Bitmapか何かの探索を行うとき、要素数チェックが面倒だからと、例外が起きるまでループさせて、起こったらそこで探索をやめるという処理を、何度も行うプログラムを書いている友人が居た。つまり、例外が起きることが前提な処理であり、「例外を握りつぶしている」のである。これをifで、きちんと境界チェックをしたところ、恐ろしい速度の変化があったそうだ(当たり前か)。

例外を握りつぶして良いものですか?

先ほどの話題の中で少し触れたが、例外を握りつぶすのが、どれだけ恐ろしい行為か。わざわざ異常であることを教えてくれているのに。

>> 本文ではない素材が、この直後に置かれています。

//! Error types for ahti-connect.
//!
//! Defines the main error enum used throughout the application.

use thiserror::Error;

/// Main error type for ahti-connect operations.
#[derive(Error, Debug)]
pub enum AhtiError {
    /// Database connection errors (server unreachable, bad token, etc.)
    #[error("Connection error: {0}")]
    Connection(String),

    /// Statement execution errors (syntax errors, missing tables, etc.)
    #[error("Query error: {0}")]
    Query(String),

    /// Replica synchronization errors.
    #[error("Sync error: {0}")]
    Sync(String),

    /// Key and token errors (malformed keys, bad signatures, expired tokens).
    #[error("Auth error: {0}")]
    Auth(String),

    /// Configuration errors (invalid config file, missing required fields, etc.)
    #[error("Configuration error: {0}")]
    Config(String),

    /// Interactive input errors (closed stdin, unreadable answer).
    #[error("Input error: {0}")]
    Input(String),

    /// Internal application errors (unexpected states, bugs, etc.)
    #[error("Internal error: {0}")]
    Internal(String),
}

impl AhtiError {
    /// Creates a connection error with the given message.
    pub fn connection(msg: impl Into<String>) -> Self {
        Self::Connection(msg.into())
    }

    /// Creates a query error with the given message.
    pub fn query(msg: impl Into<String>) -> Self {
        Self::Query(msg.into())
    }

    /// Creates a sync error with the given message.
    pub fn sync(msg: impl Into<String>) -> Self {
        Self::Sync(msg.into())
    }

    /// Creates an auth error with the given message.
    pub fn auth(msg: impl Into<String>) -> Self {
        Self::Auth(msg.into())
    }

    /// Creates a configuration error with the given message.
    pub fn config(msg: impl Into<String>) -> Self {
        Self::Config(msg.into())
    }

    /// Creates an input error with the given message.
    pub fn input(msg: impl Into<String>) -> Self {
        Self::Input(msg.into())
    }

    /// Creates an internal error with the given message.
    pub fn internal(msg: impl Into<String>) -> Self {
        Self::Internal(msg.into())
    }

    /// Returns the error category as a string for display purposes.
    pub fn category(&self) -> &'static str {
        match self {
            Self::Connection(_) => "Connection Error",
            Self::Query(_) => "Query Error",
            Self::Sync(_) => "Sync Error",
            Self::Auth(_) => "Auth Error",
            Self::Config(_) => "Configuration Error",
            Self::Input(_) => "Input Error",
            Self::Internal(_) => "Internal Error",
        }
    }

    /// Prefixes the message with context, keeping the variant.
    pub fn context(self, ctx: &str) -> Self {
        match self {
            Self::Connection(m) => Self::Connection(format!("{ctx}: {m}")),
            Self::Query(m) => Self::Query(format!("{ctx}: {m}")),
            Self::Sync(m) => Self::Sync(format!("{ctx}: {m}")),
            Self::Auth(m) => Self::Auth(format!("{ctx}: {m}")),
            Self::Config(m) => Self::Config(format!("{ctx}: {m}")),
            Self::Input(m) => Self::Input(format!("{ctx}: {m}")),
            Self::Internal(m) => Self::Internal(format!("{ctx}: {m}")),
        }
    }
}

/// Result type alias using AhtiError.
pub type Result<T> = std::result::Result<T, AhtiError>;
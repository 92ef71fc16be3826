//! ahti-connect - connection tester for libSQL databases.
//!
//! This library exposes the core modules for use in integration tests.

pub mod auth;
pub mod cli;
pub mod config;
pub mod connection;
pub mod db;
pub mod error;
pub mod logging;
pub mod output;
pub mod probe;
pub mod prompt;
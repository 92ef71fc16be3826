//! Mock database clients for testing.
//!
//! `MockDatabaseClient` understands just enough SQL to run the probe:
//! `CREATE TABLE`, single-row `INSERT ... VALUES (..)` and `SELECT * FROM`.

use super::{ColumnInfo, DatabaseClient, QueryResult, Row, SyncOutcome, Value};
use crate::error::{AhtiError, Result};
use async_trait::async_trait;
use std::collections::HashMap;
use std::sync::{Mutex, MutexGuard};
use std::time::Duration;

#[derive(Debug, Clone, Default)]
struct MockState {
    tables: HashMap<String, Vec<Row>>,
    executed: Vec<String>,
    syncs: usize,
}

/// An in-memory database double.
#[derive(Debug, Default)]
pub struct MockDatabaseClient {
    state: Mutex<MockState>,
    supports_sync: bool,
    fail_on: Option<String>,
}

impl MockDatabaseClient {
    /// Creates a mock that behaves like a replica.
    pub fn new() -> Self {
        Self {
            supports_sync: true,
            ..Default::default()
        }
    }

    /// Creates a mock that behaves like a local or remote connection.
    pub fn without_sync() -> Self {
        Self::default()
    }

    /// Makes every statement containing `fragment` fail with a query error.
    pub fn fail_on(mut self, fragment: impl Into<String>) -> Self {
        self.fail_on = Some(fragment.into().to_lowercase());
        self
    }

    /// Statements executed so far, in order, including failed ones.
    pub fn executed(&self) -> Vec<String> {
        self.lock().map(|s| s.executed.clone()).unwrap_or_default()
    }

    /// Number of completed syncs.
    pub fn sync_count(&self) -> usize {
        self.lock().map(|s| s.syncs).unwrap_or_default()
    }

    /// Committed rows of a table.
    pub fn rows(&self, table: &str) -> Option<Vec<Row>> {
        self.lock()
            .ok()
            .and_then(|s| s.tables.get(&table.to_lowercase()).cloned())
    }

    fn lock(&self) -> Result<MutexGuard<'_, MockState>> {
        self.state
            .lock()
            .map_err(|_| AhtiError::internal("mock state lock poisoned"))
    }

    fn check_failure(&self, sql: &str) -> Result<()> {
        match &self.fail_on {
            Some(fragment) if sql.to_lowercase().contains(fragment.as_str()) => Err(
                AhtiError::query(format!("injected failure for statement: {sql}")),
            ),
            _ => Ok(()),
        }
    }

    fn apply(&self, state: &mut MockState, sql: &str) -> Result<u64> {
        state.executed.push(sql.to_string());
        self.check_failure(sql)?;

        match parse_statement(sql) {
            Statement::CreateTable(table) => {
                state.tables.entry(table).or_default();
                Ok(0)
            }
            Statement::Insert(table, value) => {
                let rows = state
                    .tables
                    .get_mut(&table)
                    .ok_or_else(|| AhtiError::query(format!("no such table: {table}")))?;
                rows.push(vec![value]);
                Ok(1)
            }
            Statement::Select(_) | Statement::Other => Ok(0),
        }
    }
}

#[async_trait]
impl DatabaseClient for MockDatabaseClient {
    async fn execute(&self, sql: &str) -> Result<u64> {
        let mut state = self.lock()?;
        self.apply(&mut state, sql)
    }

    async fn execute_in_transaction(&self, statements: &[String]) -> Result<u64> {
        let mut state = self.lock()?;
        let mut staged = state.clone();

        let mut affected = 0;
        for sql in statements {
            match self.apply(&mut staged, sql) {
                Ok(n) => affected += n,
                Err(e) => {
                    // Keep the statement log, drop the staged data
                    state.executed = staged.executed;
                    return Err(e);
                }
            }
        }

        *state = staged;
        Ok(affected)
    }

    async fn query(&self, sql: &str) -> Result<QueryResult> {
        let mut state = self.lock()?;
        state.executed.push(sql.to_string());
        self.check_failure(sql)?;

        match parse_statement(sql) {
            Statement::Select(table) => {
                let rows = state
                    .tables
                    .get(&table)
                    .cloned()
                    .ok_or_else(|| AhtiError::query(format!("no such table: {table}")))?;
                Ok(
                    QueryResult::with_data(vec![ColumnInfo::new("id", "integer")], rows)
                        .with_execution_time(Duration::from_millis(1)),
                )
            }
            _ => Ok(QueryResult::new().with_execution_time(Duration::from_millis(1))),
        }
    }

    async fn sync(&self) -> Result<SyncOutcome> {
        if !self.supports_sync {
            return Err(AhtiError::sync("Sync is not supported by this mock"));
        }
        let mut state = self.lock()?;
        state.syncs += 1;
        Ok(SyncOutcome {
            frame_no: Some(state.syncs as u64),
            frames_synced: 1,
        })
    }

    fn supports_sync(&self) -> bool {
        self.supports_sync
    }

    async fn close(&self) -> Result<()> {
        Ok(())
    }
}

/// A client whose every operation fails with a connection error.
#[derive(Debug, Clone)]
pub struct FailingDatabaseClient {
    message: String,
}

impl FailingDatabaseClient {
    pub fn new(message: impl Into<String>) -> Self {
        Self {
            message: message.into(),
        }
    }

    fn error(&self) -> AhtiError {
        AhtiError::connection(self.message.clone())
    }
}

#[async_trait]
impl DatabaseClient for FailingDatabaseClient {
    async fn execute(&self, _sql: &str) -> Result<u64> {
        Err(self.error())
    }

    async fn execute_in_transaction(&self, _statements: &[String]) -> Result<u64> {
        Err(self.error())
    }

    async fn query(&self, _sql: &str) -> Result<QueryResult> {
        Err(self.error())
    }

    async fn sync(&self) -> Result<SyncOutcome> {
        Err(self.error())
    }

    fn supports_sync(&self) -> bool {
        true
    }

    async fn close(&self) -> Result<()> {
        Ok(())
    }
}

#[derive(Debug, PartialEq)]
enum Statement {
    CreateTable(String),
    Insert(String, Value),
    Select(String),
    Other,
}

fn parse_statement(sql: &str) -> Statement {
    let normalized = sql.trim().trim_end_matches(';').trim().to_lowercase();

    if let Some(rest) = normalized.strip_prefix("create table") {
        let rest = rest.trim_start();
        let rest = rest.strip_prefix("if not exists").unwrap_or(rest);
        return Statement::CreateTable(leading_identifier(rest));
    }

    if let Some(rest) = normalized.strip_prefix("insert into") {
        let table = leading_identifier(rest);
        let value = rest
            .split_once("values")
            .map(|(_, values)| values.trim().trim_start_matches('(').trim_end_matches(')'))
            .map(parse_literal)
            .unwrap_or_default();
        return Statement::Insert(table, value);
    }

    if let Some(rest) = normalized.strip_prefix("select * from") {
        return Statement::Select(leading_identifier(rest));
    }

    Statement::Other
}

fn leading_identifier(s: &str) -> String {
    s.trim_start()
        .chars()
        .take_while(|c| c.is_ascii_alphanumeric() || *c == '_')
        .collect()
}

fn parse_literal(s: &str) -> Value {
    let s = s.trim();
    if s.eq_ignore_ascii_case("null") {
        Value::Null
    } else if let Ok(i) = s.parse::<i64>() {
        Value::Int(i)
    } else if let Ok(f) = s.parse::<f64>() {
        Value::Float(f)
    } else {
        Value::String(s.trim_matches('\'').to_string())
    }
}
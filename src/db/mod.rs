//! Database abstraction layer for ahti-connect.
//!
//! Provides a trait-based interface for database operations, so the probe
//! can run against libsql or an in-memory double.

mod libsql_client;
mod mock;
mod types;

pub use libsql_client::LibsqlClient;
pub use mock::{FailingDatabaseClient, MockDatabaseClient};
pub use types::{ColumnInfo, QueryResult, Row, SyncOutcome, Value};

use crate::config::ConnectionConfig;
use crate::error::Result;
use async_trait::async_trait;

/// Maximum rows to return from a query.
pub const MAX_ROWS: usize = 1000;

/// Creates a database client for the given configuration.
///
/// This is the central factory function for database connections.
pub async fn connect(config: &ConnectionConfig) -> Result<Box<dyn DatabaseClient>> {
    let client = LibsqlClient::connect(config).await?;
    Ok(Box::new(client))
}

/// Trait defining the interface for database clients.
///
/// All database operations are async and return Results with AhtiError.
#[async_trait]
pub trait DatabaseClient: Send + Sync {
    /// Executes a single statement, returning the number of affected rows.
    async fn execute(&self, sql: &str) -> Result<u64>;

    /// Executes the statements in one transaction and commits.
    ///
    /// On failure the transaction is rolled back and the error returned.
    async fn execute_in_transaction(&self, statements: &[String]) -> Result<u64>;

    /// Executes a SQL query and returns the results.
    async fn query(&self, sql: &str) -> Result<QueryResult>;

    /// Pulls remote changes into the local replica.
    async fn sync(&self) -> Result<SyncOutcome>;

    /// Whether [`sync`](Self::sync) is meaningful for this connection.
    fn supports_sync(&self) -> bool;

    /// Closes the database connection.
    async fn close(&self) -> Result<()>;
}
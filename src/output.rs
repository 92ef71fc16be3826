//! Rendering of probe reports and query results.
//!
//! All renderers are pure and return the text to print.

use std::fmt::Write as _;
use std::str::FromStr;

use crate::db::{QueryResult, Value};
use crate::error::{AhtiError, Result};
use crate::probe::ProbeReport;

/// Output format for results.
#[derive(Debug, Clone, Copy, Default, PartialEq, Eq)]
pub enum OutputFormat {
    /// Rows as a list of tuples, e.g. `[(1,), (1,)]`.
    #[default]
    Rows,
    /// Aligned table with a header.
    Table,
    /// JSON document.
    Json,
}

impl FromStr for OutputFormat {
    type Err = String;

    fn from_str(s: &str) -> std::result::Result<Self, Self::Err> {
        match s.to_lowercase().as_str() {
            "rows" => Ok(Self::Rows),
            "table" => Ok(Self::Table),
            "json" => Ok(Self::Json),
            _ => Err(format!(
                "Invalid output format: {s}. Expected: rows, table, or json"
            )),
        }
    }
}

/// Renders a full probe report.
pub fn render_report(report: &ProbeReport, format: OutputFormat) -> Result<String> {
    match format {
        OutputFormat::Rows => Ok(render_rows(&report.result)),
        OutputFormat::Table => {
            let mut out = String::new();
            let _ = writeln!(out, "Connection: {}", report.connection);
            for step in &report.steps {
                let _ = writeln!(
                    out,
                    "  {:<17} {:>9.1} ms  {}",
                    step.step.as_str(),
                    step.elapsed.as_secs_f64() * 1000.0,
                    step.detail
                );
            }
            out.push('\n');
            out.push_str(&render_table(&report.result));
            Ok(out)
        }
        OutputFormat::Json => to_json(report),
    }
}

/// Renders the result of an ad-hoc query.
pub fn render_query(result: &QueryResult, format: OutputFormat) -> Result<String> {
    match format {
        OutputFormat::Rows => Ok(render_rows(result)),
        OutputFormat::Table => Ok(render_table(result)),
        OutputFormat::Json => to_json(result),
    }
}

/// Renders rows as a list of tuples.
pub fn render_rows(result: &QueryResult) -> String {
    let rows: Vec<String> = result
        .rows
        .iter()
        .map(|row| {
            let values: Vec<String> = row.iter().map(literal).collect();
            if values.len() == 1 {
                format!("({},)", values[0])
            } else {
                format!("({})", values.join(", "))
            }
        })
        .collect();

    format!("[{}]", rows.join(", "))
}

/// Renders an aligned table with a row-count footer.
pub fn render_table(result: &QueryResult) -> String {
    let headers: Vec<&str> = result.columns.iter().map(|c| c.name.as_str()).collect();
    let cells: Vec<Vec<String>> = result
        .rows
        .iter()
        .map(|row| row.iter().map(Value::to_display_string).collect())
        .collect();

    let mut widths: Vec<usize> = headers.iter().map(|h| h.chars().count()).collect();
    for row in &cells {
        for (i, cell) in row.iter().enumerate() {
            if let Some(width) = widths.get_mut(i) {
                *width = (*width).max(cell.chars().count());
            }
        }
    }

    let mut out = String::new();
    if !headers.is_empty() {
        let header_line: Vec<String> = headers
            .iter()
            .zip(&widths)
            .map(|(h, w)| format!("{h:<w$}"))
            .collect();
        let _ = writeln!(out, "{}", header_line.join(" | ").trim_end());

        let separator: Vec<String> = widths.iter().map(|w| "-".repeat(*w)).collect();
        let _ = writeln!(out, "{}", separator.join("-+-"));

        for row in &cells {
            let line: Vec<String> = row
                .iter()
                .zip(&widths)
                .map(|(c, w)| format!("{c:<w$}"))
                .collect();
            let _ = writeln!(out, "{}", line.join(" | ").trim_end());
        }
    }

    let noun = if result.row_count == 1 { "row" } else { "rows" };
    let _ = write!(out, "({} {noun})", result.row_count);
    if let Some(warning) = result.truncation_warning() {
        let _ = write!(out, "\n{warning}");
    }
    out
}

fn to_json<T: serde::Serialize>(value: &T) -> Result<String> {
    serde_json::to_string_pretty(value)
        .map_err(|e| AhtiError::internal(format!("Failed to encode JSON output: {e}")))
}

/// Literal form of a value inside a row tuple.
fn literal(value: &Value) -> String {
    match value {
        Value::Null => "None".to_string(),
        Value::Int(i) => i.to_string(),
        Value::Float(f) => float_literal(*f),
        Value::String(s) => format!("'{}'", s.replace('\\', "\\\\").replace('\'', "\\'")),
        Value::Bytes(bytes) => {
            let mut out = String::from("b'");
            for b in bytes {
                match b {
                    b'\\' => out.push_str("\\\\"),
                    b'\'' => out.push_str("\\'"),
                    0x20..=0x7e => out.push(*b as char),
                    _ => {
                        let _ = write!(out, "\\x{b:02x}");
                    }
                }
            }
            out.push('\'');
            out
        }
    }
}

/// Shortest float form, switching to an exponent outside `1e-4..1e16`.
fn float_literal(f: f64) -> String {
    if f.is_nan() {
        return "nan".to_string();
    }
    if f.is_infinite() {
        return if f > 0.0 { "inf" } else { "-inf" }.to_string();
    }

    let sci = format!("{f:e}");
    let (mantissa, exponent) = match sci.split_once('e') {
        Some((m, e)) => (m, e.parse::<i32>().unwrap_or(0)),
        None => (sci.as_str(), 0),
    };

    if f != 0.0 && !(-4..16).contains(&exponent) {
        let sign = if exponent < 0 { '-' } else { '+' };
        format!("{mantissa}e{sign}{:02}", exponent.abs())
    } else if f.fract() == 0.0 {
        format!("{f:.1}")
    } else {
        f.to_string()
    }
}
//! Connection resolution.
//!
//! Combines CLI flags, the config file and the environment into one
//! `ConnectionConfig`, then fills what is still missing from a private key
//! or interactive prompts.

use tokio::io::{AsyncBufRead, AsyncWrite};
use tracing::{debug, info};

use crate::auth::{mint_token, TokenClaims};
use crate::cli::Cli;
use crate::config::{Config, ConnectionConfig, DEFAULT_SYNC_URL};
use crate::error::{AhtiError, Result};
use crate::prompt::Prompter;

/// Lifetime of tokens minted for a single session.
const SESSION_TOKEN_TTL_SECS: i64 = 3600;

/// Resolves, completes and validates the connection for this run.
///
/// The prompter is only used when `--no-prompt` is not set.
pub async fn prepare_connection<R, W>(
    cli: &Cli,
    config: &Config,
    prompter: Option<&mut Prompter<R, W>>,
) -> Result<ConnectionConfig>
where
    R: AsyncBufRead + Unpin,
    W: AsyncWrite + Unpin,
{
    prepare_connection_with_env(cli, config, prompter, |key| std::env::var(key).ok()).await
}

/// Same as [`prepare_connection`] with an explicit environment lookup.
pub async fn prepare_connection_with_env<R, W, F>(
    cli: &Cli,
    config: &Config,
    prompter: Option<&mut Prompter<R, W>>,
    env: F,
) -> Result<ConnectionConfig>
where
    R: AsyncBufRead + Unpin,
    W: AsyncWrite + Unpin,
    F: Fn(&str) -> Option<String>,
{
    let mut connection = resolve_connection_with_env(
        &cli.to_connection_config(),
        cli.connection_name(),
        config,
        env,
    )?;

    apply_private_key(&mut connection, cli.connection.private_key.as_deref())?;

    let prompter = if cli.no_prompt { None } else { prompter };
    complete_connection(&mut connection, prompter).await?;

    connection.validate()?;
    Ok(connection)
}

/// Resolves the connection configuration with precedence:
/// 1. CLI arguments (highest)
/// 2. Named connection from config
/// 3. Default connection from config
/// 4. Environment variables
pub fn resolve_connection(
    cli: &ConnectionConfig,
    name: Option<&str>,
    config: &Config,
) -> Result<ConnectionConfig> {
    resolve_connection_with_env(cli, name, config, |key| std::env::var(key).ok())
}

/// Same as [`resolve_connection`] with an explicit environment lookup.
pub fn resolve_connection_with_env<F>(
    cli: &ConnectionConfig,
    name: Option<&str>,
    config: &Config,
    env: F,
) -> Result<ConnectionConfig>
where
    F: Fn(&str) -> Option<String>,
{
    let mut connection = match name {
        Some(name) => config.get_connection(Some(name)).cloned().ok_or_else(|| {
            AhtiError::config(format!("Connection '{name}' not found in config file"))
        })?,
        None => config.get_connection(None).cloned().unwrap_or_default(),
    };

    connection.merge(cli);
    connection.apply_env_defaults_from(env);

    Ok(connection)
}

/// Mints a session token from `private_key` when no token is configured.
pub fn apply_private_key(connection: &mut ConnectionConfig, private_key: Option<&str>) -> Result<()> {
    let Some(key) = private_key.filter(|k| !k.trim().is_empty()) else {
        return Ok(());
    };

    if connection.auth_token.is_some() {
        debug!("Auth token already set, ignoring private key");
        return Ok(());
    }

    let token = mint_token(key, &TokenClaims::expiring_in(SESSION_TOKEN_TTL_SECS)?)?;
    info!("Minted a session token valid for {}s", SESSION_TOKEN_TTL_SECS);
    connection.auth_token = Some(token);
    Ok(())
}

/// Fills a missing URL and token, prompting when a prompter is given.
///
/// Without a prompter a missing URL is an error and a missing token means
/// no auth.
pub async fn complete_connection<R, W>(
    connection: &mut ConnectionConfig,
    prompter: Option<&mut Prompter<R, W>>,
) -> Result<()>
where
    R: AsyncBufRead + Unpin,
    W: AsyncWrite + Unpin,
{
    if !connection.effective_mode().needs_url() {
        return Ok(());
    }

    match prompter {
        Some(prompter) => {
            if connection.sync_url.is_none() {
                connection.sync_url = Some(prompter.sync_url(DEFAULT_SYNC_URL).await?);
            }
            if connection.auth_token.is_none() {
                connection.auth_token = Some(prompter.auth_token().await?);
            }
        }
        None => {
            if connection.sync_url.is_none() {
                return Err(AhtiError::config(
                    "No sync URL configured. Pass --url, set LIBSQL_URL, or allow prompting",
                ));
            }
        }
    }

    Ok(())
}
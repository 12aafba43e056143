//! A headless [`Presentation`] over identity snapshots.
//!
//! Holds only identities: sections as `(section id, item ids)`. Fresh inserts are built from
//! the staged new snapshot, the way a view asks its already-updated data source.
use crate::changeset::ItemPath;
use crate::driver::Presentation;
use crate::types::{Diffable, DiffableSection};

type Snapshot<SI, II> = Vec<(SI, Vec<II>)>;

#[derive(Debug, Clone)]
pub struct InMemoryPresentation<SI, II> {
    live: Snapshot<SI, II>,
    staged: Snapshot<SI, II>,
    refreshed_sections: Vec<usize>,
    refreshed_items: Vec<ItemPath>,
}

fn snapshot<S: DiffableSection>(
    sections: &[S],
) -> Snapshot<S::Id, <S::Item as Diffable>::Id> {
    sections
        .iter()
        .map(|s| (s.identity(), s.items().iter().map(|i| i.identity()).collect()))
        .collect()
}

impl<SI: Clone, II: Clone> InMemoryPresentation<SI, II> {
    pub fn new<S>(sections: &[S]) -> Self
    where
        S: DiffableSection<Id = SI>,
        S::Item: Diffable<Id = II>,
    {
        InMemoryPresentation {
            live: snapshot(sections),
            staged: Vec::new(),
            refreshed_sections: Vec::new(),
            refreshed_items: Vec::new(),
        }
    }

    /// Sets the snapshot that fresh inserts are read from.
    pub fn stage<S>(&mut self, sections: &[S])
    where
        S: DiffableSection<Id = SI>,
        S::Item: Diffable<Id = II>,
    {
        self.staged = snapshot(sections);
        self.refreshed_sections.clear();
        self.refreshed_items.clear();
    }

    pub fn sections(&self) -> &[(SI, Vec<II>)] {
        &self.live
    }

    pub fn refreshed_sections(&self) -> &[usize] {
        &self.refreshed_sections
    }

    pub fn refreshed_items(&self) -> &[ItemPath] {
        &self.refreshed_items
    }
}

impl<SI: Clone, II: Clone> Presentation for InMemoryPresentation<SI, II> {
    type Section = (SI, Vec<II>);
    type Item = II;

    fn section_count(&self) -> usize {
        self.live.len()
    }

    fn item_count(&self, section: usize) -> usize {
        self.live.get(section).map_or(0, |(_, items)| items.len())
    }

    fn remove_item(&mut self, path: ItemPath) -> II {
        self.live[path.section].1.remove(path.row)
    }

    fn remove_section(&mut self, index: usize) -> (SI, Vec<II>) {
        self.live.remove(index)
    }

    fn insert_section(&mut self, index: usize, reused: Option<(SI, Vec<II>)>) {
        let section = match reused {
            Some(section) => section,
            None => match self.staged.get(index) {
                Some(section) => section.clone(),
                None => {
                    log::error!("InMemoryPresentation: no staged section at {}", index);
                    return;
                }
            },
        };
        self.live.insert(index, section);
    }

    fn insert_item(&mut self, path: ItemPath, reused: Option<II>) {
        let item = match reused {
            Some(item) => item,
            None => match self
                .staged
                .get(path.section)
                .and_then(|(_, items)| items.get(path.row))
            {
                Some(item) => item.clone(),
                None => {
                    log::error!("InMemoryPresentation: no staged item at {}", path);
                    return;
                }
            },
        };
        self.live[path.section].1.insert(path.row, item);
    }

    fn refresh_section(&mut self, index: usize) {
        self.refreshed_sections.push(index);
    }

    fn refresh_item(&mut self, path: ItemPath) {
        self.refreshed_items.push(path);
    }
}
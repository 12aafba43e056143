//! Minimal changesets between two snapshots of a sectioned list.
//!
//! Sections and items are matched by caller-supplied identity. The result lists deletes,
//! inserts, moves and in-place updates at both levels, with items that changed section
//! reported as single moves. Diffing is a pure function over borrowed snapshots.
//!
//! ```
//! use list_reconciler::{diff_lists, Element, Section};
//!
//! let old = vec![Section::new("s1", ()).with_items([
//!     Element::new("a", 1), Element::new("b", 1), Element::new("c", 1),
//! ])];
//! let new = vec![Section::new("s1", ()).with_items([
//!     Element::new("c", 1), Element::new("a", 1), Element::new("b", 1),
//! ])];
//! let changeset = diff_lists(&old, &new);
//! assert_eq!(changeset.items().moves.len(), 1);
//! ```
pub mod changeset;
pub mod diagnostics;
pub mod diff_engine;
pub mod driver;
pub mod errors;
pub mod index_diff;
pub mod memory;
pub mod types;

#[cfg(feature = "python")]
mod converters;
#[cfg(feature = "python")]
mod python;

pub use changeset::{Changeset, IndexDiff, ItemPath, Move, Update};
pub use diagnostics::{Diagnostic, DiagnosticSink, Level, LogSink, NoopSink, Side};
pub use diff_engine::{DiffEngine, DiffOptions};
pub use driver::{ApplyReport, BoundsPolicy, Presentation, apply_changeset};
pub use errors::ReconcilerError;
pub use index_diff::diff_indexed;
pub use memory::InMemoryPresentation;
pub use types::{Diffable, DiffableSection, Element, Section};

/// Diffs two section lists with default options, discarding diagnostics.
pub fn diff_lists<S: DiffableSection>(old: &[S], new: &[S]) -> Changeset {
    DiffEngine::new(old, new, DiffOptions::default(), &mut NoopSink).reconcile()
}

/// Diffs two section lists, reporting duplicate identities to `sink`.
pub fn diff_lists_with<S: DiffableSection>(
    old: &[S],
    new: &[S],
    options: DiffOptions,
    sink: &mut dyn DiagnosticSink,
) -> Changeset {
    DiffEngine::new(old, new, options, sink).reconcile()
}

C#はcatchで例外の発生をキャッチすることができる。それと同時に、例外のインスタンスへの参照も得ることが出来る。

catch(Exception ex)
{
	//こうやって例外内容を出力するのが一般的だと思う。
	Console.WriteLine(ex.ToString());
}
catch(Exception)
{
	//ところが、こうやって握りつぶすこともできる。
	Console.WriteLine("握りつぶすこともできる。");
}

感想

今までの自分のコードを見てみると、例外を自分で投げるなど、思いつきもしなかったような頃のコードだ。例外を投げることが、有効なものであるということを理解して、きちんと例外を投げていくようなコードを書けるようになりたいものである。